● WHAT TO DO
Find the lines of data that contain the string "tools", then list them.

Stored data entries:
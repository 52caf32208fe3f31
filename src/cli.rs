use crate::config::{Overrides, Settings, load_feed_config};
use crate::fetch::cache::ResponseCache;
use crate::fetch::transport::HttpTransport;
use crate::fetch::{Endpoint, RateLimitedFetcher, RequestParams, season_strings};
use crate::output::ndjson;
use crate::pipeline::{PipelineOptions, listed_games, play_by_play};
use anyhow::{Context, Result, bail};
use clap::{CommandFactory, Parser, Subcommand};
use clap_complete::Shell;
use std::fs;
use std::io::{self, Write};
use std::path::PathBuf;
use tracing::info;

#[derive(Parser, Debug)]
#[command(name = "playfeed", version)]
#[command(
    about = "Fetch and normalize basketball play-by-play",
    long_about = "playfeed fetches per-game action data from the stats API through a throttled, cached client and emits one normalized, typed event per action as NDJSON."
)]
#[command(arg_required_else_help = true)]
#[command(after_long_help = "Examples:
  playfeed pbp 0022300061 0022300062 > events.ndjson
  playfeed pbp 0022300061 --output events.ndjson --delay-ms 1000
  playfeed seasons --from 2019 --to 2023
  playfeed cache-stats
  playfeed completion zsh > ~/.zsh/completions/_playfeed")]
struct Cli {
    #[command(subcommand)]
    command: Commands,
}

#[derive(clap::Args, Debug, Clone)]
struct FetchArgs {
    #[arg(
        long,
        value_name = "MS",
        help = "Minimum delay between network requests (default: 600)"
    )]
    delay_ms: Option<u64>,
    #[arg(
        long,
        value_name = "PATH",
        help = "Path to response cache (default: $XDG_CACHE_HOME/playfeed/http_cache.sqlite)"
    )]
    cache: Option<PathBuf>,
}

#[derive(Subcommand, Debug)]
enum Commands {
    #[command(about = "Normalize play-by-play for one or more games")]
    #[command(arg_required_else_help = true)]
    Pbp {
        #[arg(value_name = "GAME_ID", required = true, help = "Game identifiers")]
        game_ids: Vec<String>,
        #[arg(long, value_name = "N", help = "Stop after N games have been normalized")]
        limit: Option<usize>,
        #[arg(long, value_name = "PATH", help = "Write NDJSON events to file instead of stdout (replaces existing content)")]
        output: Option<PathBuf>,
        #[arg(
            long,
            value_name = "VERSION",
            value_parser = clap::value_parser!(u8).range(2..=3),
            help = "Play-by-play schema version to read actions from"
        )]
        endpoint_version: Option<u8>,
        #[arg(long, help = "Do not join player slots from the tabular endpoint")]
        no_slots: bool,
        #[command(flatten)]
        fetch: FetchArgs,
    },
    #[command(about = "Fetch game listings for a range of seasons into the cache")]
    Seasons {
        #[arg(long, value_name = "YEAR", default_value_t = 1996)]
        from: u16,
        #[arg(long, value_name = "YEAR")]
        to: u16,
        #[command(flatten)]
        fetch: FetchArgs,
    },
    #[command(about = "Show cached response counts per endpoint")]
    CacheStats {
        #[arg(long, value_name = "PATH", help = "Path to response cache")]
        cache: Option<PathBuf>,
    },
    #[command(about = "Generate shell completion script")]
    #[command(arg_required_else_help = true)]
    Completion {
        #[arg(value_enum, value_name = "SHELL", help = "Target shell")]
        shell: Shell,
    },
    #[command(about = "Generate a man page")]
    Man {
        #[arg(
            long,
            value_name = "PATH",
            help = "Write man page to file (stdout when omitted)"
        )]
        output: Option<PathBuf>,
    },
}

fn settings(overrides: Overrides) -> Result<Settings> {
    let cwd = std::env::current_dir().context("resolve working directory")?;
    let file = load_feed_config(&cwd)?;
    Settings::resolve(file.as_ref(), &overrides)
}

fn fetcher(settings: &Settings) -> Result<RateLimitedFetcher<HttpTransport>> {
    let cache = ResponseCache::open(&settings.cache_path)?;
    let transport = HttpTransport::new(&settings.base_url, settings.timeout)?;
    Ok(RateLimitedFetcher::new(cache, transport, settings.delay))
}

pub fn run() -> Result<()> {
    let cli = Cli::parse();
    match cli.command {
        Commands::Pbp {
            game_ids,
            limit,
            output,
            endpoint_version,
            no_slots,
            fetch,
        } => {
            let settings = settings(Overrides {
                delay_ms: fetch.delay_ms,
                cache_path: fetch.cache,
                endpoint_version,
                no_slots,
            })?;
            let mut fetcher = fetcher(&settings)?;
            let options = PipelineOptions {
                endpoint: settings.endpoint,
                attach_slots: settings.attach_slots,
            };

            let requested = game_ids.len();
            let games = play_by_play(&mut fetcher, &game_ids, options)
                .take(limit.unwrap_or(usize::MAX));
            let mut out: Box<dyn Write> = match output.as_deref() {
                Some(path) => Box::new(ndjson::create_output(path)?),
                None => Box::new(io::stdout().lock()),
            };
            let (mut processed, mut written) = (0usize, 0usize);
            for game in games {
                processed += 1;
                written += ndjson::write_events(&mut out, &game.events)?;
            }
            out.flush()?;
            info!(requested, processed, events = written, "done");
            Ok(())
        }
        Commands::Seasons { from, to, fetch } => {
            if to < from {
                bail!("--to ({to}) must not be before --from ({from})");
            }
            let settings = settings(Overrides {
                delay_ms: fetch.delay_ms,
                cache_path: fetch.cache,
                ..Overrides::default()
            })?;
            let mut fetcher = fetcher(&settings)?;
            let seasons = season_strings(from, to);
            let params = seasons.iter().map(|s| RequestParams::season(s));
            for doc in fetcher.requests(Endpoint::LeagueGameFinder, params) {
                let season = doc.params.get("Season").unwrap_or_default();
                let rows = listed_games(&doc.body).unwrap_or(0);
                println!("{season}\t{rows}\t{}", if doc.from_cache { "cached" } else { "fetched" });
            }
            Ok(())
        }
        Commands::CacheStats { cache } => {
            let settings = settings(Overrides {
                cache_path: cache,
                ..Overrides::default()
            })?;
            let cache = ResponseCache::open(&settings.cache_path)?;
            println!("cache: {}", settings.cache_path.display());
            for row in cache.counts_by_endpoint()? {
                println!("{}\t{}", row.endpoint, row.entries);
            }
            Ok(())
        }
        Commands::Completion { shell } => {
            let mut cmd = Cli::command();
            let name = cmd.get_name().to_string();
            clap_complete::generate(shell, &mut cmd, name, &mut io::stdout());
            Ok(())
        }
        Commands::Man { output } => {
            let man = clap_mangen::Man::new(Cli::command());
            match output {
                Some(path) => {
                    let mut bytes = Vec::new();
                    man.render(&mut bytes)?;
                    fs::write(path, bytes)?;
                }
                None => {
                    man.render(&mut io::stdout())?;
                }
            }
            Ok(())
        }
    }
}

...

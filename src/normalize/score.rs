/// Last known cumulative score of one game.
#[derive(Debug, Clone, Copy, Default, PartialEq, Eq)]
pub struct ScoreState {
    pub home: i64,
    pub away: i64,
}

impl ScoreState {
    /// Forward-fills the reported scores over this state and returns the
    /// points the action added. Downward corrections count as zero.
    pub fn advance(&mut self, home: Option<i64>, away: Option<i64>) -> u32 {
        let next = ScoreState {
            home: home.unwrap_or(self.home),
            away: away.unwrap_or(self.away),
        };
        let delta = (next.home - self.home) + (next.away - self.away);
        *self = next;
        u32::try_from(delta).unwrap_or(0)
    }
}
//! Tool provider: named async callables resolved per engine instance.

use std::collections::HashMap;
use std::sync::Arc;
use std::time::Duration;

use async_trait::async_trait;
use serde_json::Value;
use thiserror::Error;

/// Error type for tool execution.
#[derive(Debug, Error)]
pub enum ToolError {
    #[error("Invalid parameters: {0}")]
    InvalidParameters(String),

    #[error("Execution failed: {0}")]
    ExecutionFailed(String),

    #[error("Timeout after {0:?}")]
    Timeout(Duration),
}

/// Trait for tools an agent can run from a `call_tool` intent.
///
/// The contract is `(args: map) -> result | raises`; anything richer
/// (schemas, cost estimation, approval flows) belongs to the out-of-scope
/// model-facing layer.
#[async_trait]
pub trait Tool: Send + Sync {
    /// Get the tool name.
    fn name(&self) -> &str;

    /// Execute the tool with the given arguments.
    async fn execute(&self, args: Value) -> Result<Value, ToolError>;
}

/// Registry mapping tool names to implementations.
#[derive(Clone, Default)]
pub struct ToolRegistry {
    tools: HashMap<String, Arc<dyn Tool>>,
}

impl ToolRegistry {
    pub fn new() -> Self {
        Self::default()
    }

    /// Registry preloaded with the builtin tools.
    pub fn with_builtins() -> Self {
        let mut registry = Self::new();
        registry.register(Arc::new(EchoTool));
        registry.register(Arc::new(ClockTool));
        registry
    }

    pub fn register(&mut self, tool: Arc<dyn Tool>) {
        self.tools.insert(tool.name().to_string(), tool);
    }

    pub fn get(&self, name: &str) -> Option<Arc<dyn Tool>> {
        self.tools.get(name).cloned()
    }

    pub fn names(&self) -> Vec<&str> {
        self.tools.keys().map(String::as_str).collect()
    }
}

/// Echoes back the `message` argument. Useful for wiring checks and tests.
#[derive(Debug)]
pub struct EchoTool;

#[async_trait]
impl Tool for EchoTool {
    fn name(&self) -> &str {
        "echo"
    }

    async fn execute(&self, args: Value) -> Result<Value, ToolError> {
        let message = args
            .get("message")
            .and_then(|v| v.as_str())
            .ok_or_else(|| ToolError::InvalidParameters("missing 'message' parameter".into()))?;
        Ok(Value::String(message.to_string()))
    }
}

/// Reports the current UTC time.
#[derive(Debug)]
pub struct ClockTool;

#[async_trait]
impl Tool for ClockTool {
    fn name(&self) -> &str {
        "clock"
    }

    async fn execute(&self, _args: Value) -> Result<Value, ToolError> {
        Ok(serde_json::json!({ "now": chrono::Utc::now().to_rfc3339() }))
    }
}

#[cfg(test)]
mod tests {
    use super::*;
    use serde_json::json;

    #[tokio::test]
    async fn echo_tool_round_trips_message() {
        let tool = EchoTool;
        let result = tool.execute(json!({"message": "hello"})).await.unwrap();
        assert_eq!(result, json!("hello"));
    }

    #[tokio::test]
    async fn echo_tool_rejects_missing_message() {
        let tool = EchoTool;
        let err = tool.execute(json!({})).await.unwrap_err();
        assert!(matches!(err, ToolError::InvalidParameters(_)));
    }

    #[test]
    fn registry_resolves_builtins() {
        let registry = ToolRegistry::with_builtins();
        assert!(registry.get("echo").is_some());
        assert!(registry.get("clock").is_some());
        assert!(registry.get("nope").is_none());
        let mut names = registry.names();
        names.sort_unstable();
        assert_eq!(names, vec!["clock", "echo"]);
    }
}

● EXPECTED ANSWER
/// Trait for tools an agent can run from a `call_tool` intent.
    tools: HashMap<String, Arc<dyn Tool>>,
    /// Registry preloaded with the builtin tools.
        self.tools.insert(tool.name().to_string(), tool);
        self.tools.get(name).cloned()
        self.tools.keys().map(String::as_str).collect()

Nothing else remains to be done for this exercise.